Kill the property tax

Marketplace Staff Aug 10, 2006

TEXT OF COMMENTARY

KAI RYSSDAL: Tax reform has been kind of a hot topic in Washington for a while now. The estate tax, or tax cuts, capital gains taxes, all of that. But homeowners probably care about a different tax, the one they pay on their houses. Property taxes are going up almost everywhere, and business historian and commentator John Steele Gordon says there’s only one thing to do about that.


JOHN STEELE GORDON: Forget about reforming the property tax. It’s a relic of the colonial past and should be abolished. Instead, send it to the Smithsonian and display it along with other relics like chamber pots and clay pipes.

In the 18th century, real property was probably the best measure available of a person’s ability to pay taxes. That’s because it generated income from farming or things like water mills, ship yards and stores. Only the very rich had residences on town lots.

But in today’s suburban world, property is a terrible measure of a family’s ability to pay taxes. Almost all privately-owned property today is income-absorbing. And it’s also grossly unfair.

The typical middle class family has most of its wealth tied up in a house. The very rich, however, while their houses may be grand, with squash courts, wine cellars, indoor swimming pools, and heaven knows what else, have only a small portion of their assets tied up in real estate.

The result is that the middle class family pays a much higher proportion of its annual income in local taxes than does the zillionaire across town. David Letterman, for instance, lives a few miles away from my house. His property taxes are five times higher than mine, but his income is probably hundreds of times higher than what I earn.

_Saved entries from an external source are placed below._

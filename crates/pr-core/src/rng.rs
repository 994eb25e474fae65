//! Deterministic per-learner RNG.
//!
//! # Determinism strategy
//!
//! The simulation itself is fully deterministic and draws no random numbers.
//! Randomness is only used to synthesise learner populations, and each
//! learner gets its own independent `SmallRng` seeded by:
//!
//!   seed = global_seed XOR (learner_id * MIXING_CONSTANT)
//!
//! The mixing constant is the 64-bit fractional part of the golden ratio,
//! which spreads consecutive ids uniformly across the seed space.  Growing a
//! synthetic population therefore never changes the learners already in it.

use rand::rngs::SmallRng;
use rand::{Rng, SeedableRng};

use crate::LearnerId;

/// 64-bit fractional golden-ratio constant for seed mixing.
const MIXING_CONSTANT: u64 = 0x9e37_79b9_7f4a_7c15;

/// Per-learner deterministic RNG.
pub struct LearnerRng(SmallRng);

impl LearnerRng {
    /// Seed deterministically from the run's global seed and a learner id.
    pub fn new(global_seed: u64, learner: LearnerId) -> Self {
        let seed = global_seed ^ (learner.0 as u64).wrapping_mul(MIXING_CONSTANT);
        LearnerRng(SmallRng::seed_from_u64(seed))
    }

    /// Generate a value uniformly in `range`.
    #[inline]
    pub fn gen_range<T, R>(&mut self, range: R) -> T
    where
        T: rand::distributions::uniform::SampleUniform,
        R: rand::distributions::uniform::SampleRange<T>,
    {
        self.0.gen_range(range)
    }
}
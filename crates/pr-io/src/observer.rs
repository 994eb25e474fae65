//! `SimOutputObserver<W>`: bridges `SimObserver` to an `OutputWriter`.

use pr_core::Tick;
use pr_review::{GradeRecord, SubmissionEvent};
use pr_sim::{SimObserver, TickSummary};

use crate::writer::OutputWriter;
use crate::{OutputError, OutputResult};

/// A [`SimObserver`] that forwards submission events, grades and tick
/// summaries to any [`OutputWriter`] backend.
///
/// Errors from the writer are stored internally because `SimObserver` methods
/// have no return value.  After `sim.run()` returns, check for errors with
/// [`take_error`][Self::take_error].
pub struct SimOutputObserver<W: OutputWriter> {
    writer:     W,
    last_error: Option<OutputError>,
}

impl<W: OutputWriter> SimOutputObserver<W> {
    pub fn new(writer: W) -> Self {
        Self { writer, last_error: None }
    }

    /// Take the stored write error (if any) after `sim.run()` returns.
    ///
    /// Returns `None` if all writes succeeded.
    pub fn take_error(&mut self) -> Option<OutputError> {
        self.last_error.take()
    }

    /// Unwrap the inner writer (e.g. to inspect output after the sim).
    pub fn into_writer(self) -> W {
        self.writer
    }

    fn store_err(&mut self, result: OutputResult<()>) {
        if let Err(e) = result {
            // Keep only the first error.
            if self.last_error.is_none() {
                self.last_error = Some(e);
            }
        }
    }
}

impl<W: OutputWriter> SimObserver for SimOutputObserver<W> {
    fn on_submission(&mut self, event: &SubmissionEvent) {
        let result = self.writer.write_submission(event);
        self.store_err(result);
    }

    fn on_graded(&mut self, _tick: Tick, record: &GradeRecord) {
        let result = self.writer.write_grade(record);
        self.store_err(result);
    }

    fn on_tick_end(&mut self, summary: &TickSummary) {
        let result = self.writer.write_tick_summary(summary);
        self.store_err(result);
    }

    fn on_sim_end(&mut self, _final_tick: Tick) {
        let result = self.writer.finish();
        self.store_err(result);
    }
}
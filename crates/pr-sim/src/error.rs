use pr_core::LearnerId;
use pr_learner::LearnerError;
use pr_review::ReviewError;
use thiserror::Error;

#[derive(Debug, Error)]
pub enum SimError {
    #[error("simulation configuration error: {0}")]
    Config(String),

    #[error("{0} appears more than once in the population")]
    DuplicateLearner(LearnerId),

    #[error("learner error: {0}")]
    Learner(#[from] LearnerError),

    #[error("submission store error: {0}")]
    Review(#[from] ReviewError),
}

pub type SimResult<T> = Result<T, SimError>;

And property values are always subjective. Towns hire assessors to guess what each place might fetch on the market and have grievance boards to adjudicate complaints. That’s where the well-lawyered usually win.

Still worse, the property tax makes suburban sprawl inevitable as owners of large lots are forced to break them up when the taxes go out of sight.

What to do? Simple, just let local jurisdictions piggyback on a state income tax, adding as many percentage points as needed to fund local government. It would be simple, cheap, and fair.

The property tax is none of those things.

RYSSDAL: John Steele Gordon’s latest book is called An Empire of Wealth.